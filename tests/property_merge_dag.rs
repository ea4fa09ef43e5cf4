//! Property tests for the merge pipeline and DAG validator: dedup
//! conservation, dense global-id assignment, and the depth/phase ordering
//! relationship. Modeled on the donor's
//! `tests/property_dependency_resolver.rs` (`proptest!` blocks generating a
//! graph shape, asserting a structural invariant on the algorithm's output).

use std::collections::{HashMap, HashSet};

use proptest::prelude::*;
use proptest::test_runner::TestCaseError;
use raven::domain::models::{Effort, Epic, EpicBreakdown, EpicTaskResult, Priority, TaskDef};
use raven::services::dag::{compute_depths, validate_and_assign_phases};
use raven::services::merger::merge;

fn task(temp_id: &str, title: &str, local_deps: &[&str]) -> TaskDef {
    TaskDef {
        temp_id: temp_id.to_string(),
        title: title.to_string(),
        description: String::new(),
        acceptance_criteria: vec!["done".to_string()],
        local_dependencies: local_deps.iter().map(|s| s.to_string()).collect(),
        cross_epic_dependencies: vec![],
        effort: Effort::Small,
        priority: Priority::MustHave,
    }
}

/// Build a linear chain of `size` epics, each with one task, the task in
/// epic `i` depending on the task in epic `i - 1`. Every task title is
/// unique, so merge's dedup pass is a no-op and output count is exact.
fn linear_chain(size: usize) -> (EpicBreakdown, HashMap<String, EpicTaskResult>) {
    let ids: Vec<String> = (0..size).map(|i| format!("E-{i:03}")).collect();
    let epics: Vec<Epic> = ids
        .iter()
        .enumerate()
        .map(|(i, id)| Epic {
            id: id.clone(),
            title: id.clone(),
            description: String::new(),
            prd_sections: vec![],
            estimated_task_count: 1,
            dependencies_on_epics: if i == 0 { vec![] } else { vec![ids[i - 1].clone()] },
        })
        .collect();

    let mut results = HashMap::new();
    for (i, id) in ids.iter().enumerate() {
        let temp_id = format!("{}-T01", id.replace('-', ""));
        results.insert(
            id.clone(),
            EpicTaskResult { epic_id: id.clone(), tasks: vec![task(&temp_id, &format!("Unique task {i}"), &[])] },
        );
    }

    (EpicBreakdown { epics }, results)
}

proptest! {
    /// Property: merging a duplicate-free linear epic chain neither drops
    /// nor invents tasks — output count equals input task count.
    #[test]
    fn prop_merge_preserves_task_count_with_no_duplicates(size in 1usize..15) {
        let (breakdown, results) = linear_chain(size);
        let output = merge(&breakdown, &results).map_err(|e| TestCaseError::fail(e.to_string()))?;
        prop_assert_eq!(output.tasks.len(), size);
        prop_assert!(output.dedup_report.merge_records.is_empty());
    }

    /// Property: global ids assigned by the merge are dense `T-NNN` values
    /// starting at 1, with no gaps or repeats.
    #[test]
    fn prop_merge_assigns_dense_global_ids(size in 1usize..15) {
        let (breakdown, results) = linear_chain(size);
        let output = merge(&breakdown, &results).map_err(|e| TestCaseError::fail(e.to_string()))?;

        let mut numeric: Vec<u32> = output.tasks.iter().filter_map(|t| t.numeric_id()).collect();
        numeric.sort_unstable();
        let expected: Vec<u32> = (1..=size as u32).collect();
        prop_assert_eq!(numeric, expected);
    }

    /// Property: for any task, its computed depth is strictly greater than
    /// the depth of every dependency it declares — the DAG depth relation
    /// never loops back on itself.
    #[test]
    fn prop_depth_strictly_increases_across_dependency_edges(size in 1usize..15) {
        let (breakdown, results) = linear_chain(size);
        let output = merge(&breakdown, &results).map_err(|e| TestCaseError::fail(e.to_string()))?;
        let depths = compute_depths(&output.tasks);

        let by_id: HashMap<&str, &raven::domain::models::MergedTask> =
            output.tasks.iter().map(|t| (t.global_id.as_str(), t)).collect();

        for t in &output.tasks {
            let own_depth = depths[&t.global_id];
            for dep in &t.dependencies {
                if by_id.contains_key(dep.as_str()) {
                    prop_assert!(
                        depths[dep] < own_depth,
                        "dependency {} (depth {}) should precede {} (depth {})",
                        dep, depths[dep], t.global_id, own_depth
                    );
                }
            }
        }
    }

    /// Property: phase assignment never separates a task from a dependency
    /// into a later-or-equal phase — every dependency's phase id is
    /// strictly less than its dependent's phase id.
    #[test]
    fn prop_phases_respect_dependency_order(size in 1usize..15) {
        let (breakdown, results) = linear_chain(size);
        let output = merge(&breakdown, &results).map_err(|e| TestCaseError::fail(e.to_string()))?;
        let phases = validate_and_assign_phases(&output.tasks, &HashMap::new())
            .map_err(|e| TestCaseError::fail(e.to_string()))?;

        let phase_of: HashMap<&str, u32> =
            phases.iter().flat_map(|p| p.tasks.iter().map(move |t| (t.global_id.as_str(), p.id))).collect();

        for t in &output.tasks {
            for dep in &t.dependencies {
                if let (Some(dep_phase), Some(own_phase)) = (phase_of.get(dep.as_str()), phase_of.get(t.global_id.as_str())) {
                    prop_assert!(dep_phase < own_phase);
                }
            }
        }
    }

    /// Property: the set of global ids phases partition matches the set of
    /// global ids merge produced — phase assignment neither drops nor
    /// duplicates a task.
    #[test]
    fn prop_phases_partition_all_tasks_exactly_once(size in 1usize..15) {
        let (breakdown, results) = linear_chain(size);
        let output = merge(&breakdown, &results).map_err(|e| TestCaseError::fail(e.to_string()))?;
        let phases = validate_and_assign_phases(&output.tasks, &HashMap::new())
            .map_err(|e| TestCaseError::fail(e.to_string()))?;

        let mut seen: Vec<String> = phases.iter().flat_map(|p| p.tasks.iter().map(|t| t.global_id.clone())).collect();
        seen.sort();
        let mut expected: Vec<String> = output.tasks.iter().map(|t| t.global_id.clone()).collect();
        expected.sort();

        prop_assert_eq!(seen.len(), expected.len());
        prop_assert_eq!(seen.into_iter().collect::<HashSet<_>>(), expected.into_iter().collect::<HashSet<_>>());
    }
}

☆ ☆ ☆ ☆

== What you are asked to do ==
Would you transcribe every entry exactly?

== Exercise response ==
filename tests/property_merge_dag.rs
repository ea4fa09ef43e5cf4
//! Property tests for the merge pipeline and DAG validator: dedup
//! conservation, dense global-id assignment, and the depth/phase ordering
//! relationship. Modeled on the donor's
//! `tests/property_dependency_resolver.rs` (`proptest!` blocks generating a
//! graph shape, asserting a structural invariant on the algorithm's output).

use std::collections::{HashMap, HashSet};

use proptest::prelude::*;
use proptest::test_runner::TestCaseError;
use raven::domain::models::{Effort, Epic, EpicBreakdown, EpicTaskResult, Priority, TaskDef};
use raven::services::dag::{compute_depths, validate_and_assign_phases};
use raven::services::merger::merge;

fn task(temp_id: &str, title: &str, local_deps: &[&str]) -> TaskDef {
    TaskDef {
        temp_id: temp_id.to_string(),
        title: title.to_string(),
        description: String::new(),
        acceptance_criteria: vec!["done".to_string()],
        local_dependencies: local_deps.iter().map(|s| s.to_string()).collect(),
        cross_epic_dependencies: vec![],
        effort: Effort::Small,
        priority: Priority::MustHave,
    }
}

/// Build a linear chain of `size` epics, each with one task, the task in
/// epic `i` depending on the task in epic `i - 1`. Every task title is
/// unique, so merge's dedup pass is a no-op and output count is exact.
fn linear_chain(size: usize) -> (EpicBreakdown, HashMap<String, EpicTaskResult>) {
    let ids: Vec<String> = (0..size).map(|i| format!("E-{i:03}")).collect();
    let epics: Vec<Epic> = ids
        .iter()
        .enumerate()
        .map(|(i, id)| Epic {
            id: id.clone(),
            title: id.clone(),
            description: String::new(),
            prd_sections: vec![],
            estimated_task_count: 1,
            dependencies_on_epics: if i == 0 { vec![] } else { vec![ids[i - 1].clone()] },
        })
        .collect();

    let mut results = HashMap::new();
    for (i, id) in ids.iter().enumerate() {
        let temp_id = format!("{}-T01", id.replace('-', ""));
        results.insert(
            id.clone(),
            EpicTaskResult { epic_id: id.clone(), tasks: vec![task(&temp_id, &format!("Unique task {i}"), &[])] },
        );
    }

    (EpicBreakdown { epics }, results)
}

proptest! {
    /// Property: merging a duplicate-free linear epic chain neither drops
    /// nor invents tasks — output count equals input task count.
    #[test]
    fn prop_merge_preserves_task_count_with_no_duplicates(size in 1usize..15) {
        let (breakdown, results) = linear_chain(size);
        let output = merge(&breakdown, &results).map_err(|e| TestCaseError::fail(e.to_string()))?;
        prop_assert_eq!(output.tasks.len(), size);
        prop_assert!(output.dedup_report.merge_records.is_empty());
    }

    /// Property: global ids assigned by the merge are dense `T-NNN` values
    /// starting at 1, with no gaps or repeats.
    #[test]
    fn prop_merge_assigns_dense_global_ids(size in 1usize..15) {
        let (breakdown, results) = linear_chain(size);
        let output = merge(&breakdown, &results).map_err(|e| TestCaseError::fail(e.to_string()))?;

        let mut numeric: Vec<u32> = output.tasks.iter().filter_map(|t| t.numeric_id()).collect();
        numeric.sort_unstable();
        let expected: Vec<u32> = (1..=size as u32).collect();
        prop_assert_eq!(numeric, expected);
    }

    /// Property: for any task, its computed depth is strictly greater than
    /// the depth of every dependency it declares — the DAG depth relation
    /// never loops back on itself.
    #[test]
    fn prop_depth_strictly_increases_across_dependency_edges(size in 1usize..15) {
        let (breakdown, results) = linear_chain(size);
        let output = merge(&breakdown, &results).map_err(|e| TestCaseError::fail(e.to_string()))?;
        let depths = compute_depths(&output.tasks);

        let by_id: HashMap<&str, &raven::domain::models::MergedTask> =
            output.tasks.iter().map(|t| (t.global_id.as_str(), t)).collect();

        for t in &output.tasks {
            let own_depth = depths[&t.global_id];
            for dep in &t.dependencies {
                if by_id.contains_key(dep.as_str()) {
                    prop_assert!(
                        depths[dep] < own_depth,
                        "dependency {} (depth {}) should precede {} (depth {})",
                        dep, depths[dep], t.global_id, own_depth
                    );
                }
            }
        }
    }

    /// Property: phase assignment never separates a task from a dependency
    /// into a later-or-equal phase — every dependency's phase id is
    /// strictly less than its dependent's phase id.
    #[test]
    fn prop_phases_respect_dependency_order(size in 1usize..15) {
        let (breakdown, results) = linear_chain(size);
        let output = merge(&breakdown, &results).map_err(|e| TestCaseError::fail(e.to_string()))?;
        let phases = validate_and_assign_phases(&output.tasks, &HashMap::new())
            .map_err(|e| TestCaseError::fail(e.to_string()))?;

        let phase_of: HashMap<&str, u32> =
            phases.iter().flat_map(|p| p.tasks.iter().map(move |t| (t.global_id.as_str(), p.id))).collect();

        for t in &output.tasks {
            for dep in &t.dependencies {
                if let (Some(dep_phase), Some(own_phase)) = (phase_of.get(dep.as_str()), phase_of.get(t.global_id.as_str())) {
                    prop_assert!(dep_phase < own_phase);
                }
            }
        }
    }

    /// Property: the set of global ids phases partition matches the set of
    /// global ids merge produced — phase assignment neither drops nor
    /// duplicates a task.
    #[test]
    fn prop_phases_partition_all_tasks_exactly_once(size in 1usize..15) {
        let (breakdown, results) = linear_chain(size);
        let output = merge(&breakdown, &results).map_err(|e| TestCaseError::fail(e.to_string()))?;
        let phases = validate_and_assign_phases(&output.tasks, &HashMap::new())
            .map_err(|e| TestCaseError::fail(e.to_string()))?;

        let mut seen: Vec<String> = phases.iter().flat_map(|p| p.tasks.iter().map(|t| t.global_id.clone())).collect();
        seen.sort();
        let mut expected: Vec<String> = output.tasks.iter().map(|t| t.global_id.clone()).collect();
        expected.sort();

        prop_assert_eq!(seen.len(), expected.len());
        prop_assert_eq!(seen.into_iter().collect::<HashSet<_>>(), expected.into_iter().collect::<HashSet<_>>());
    }
}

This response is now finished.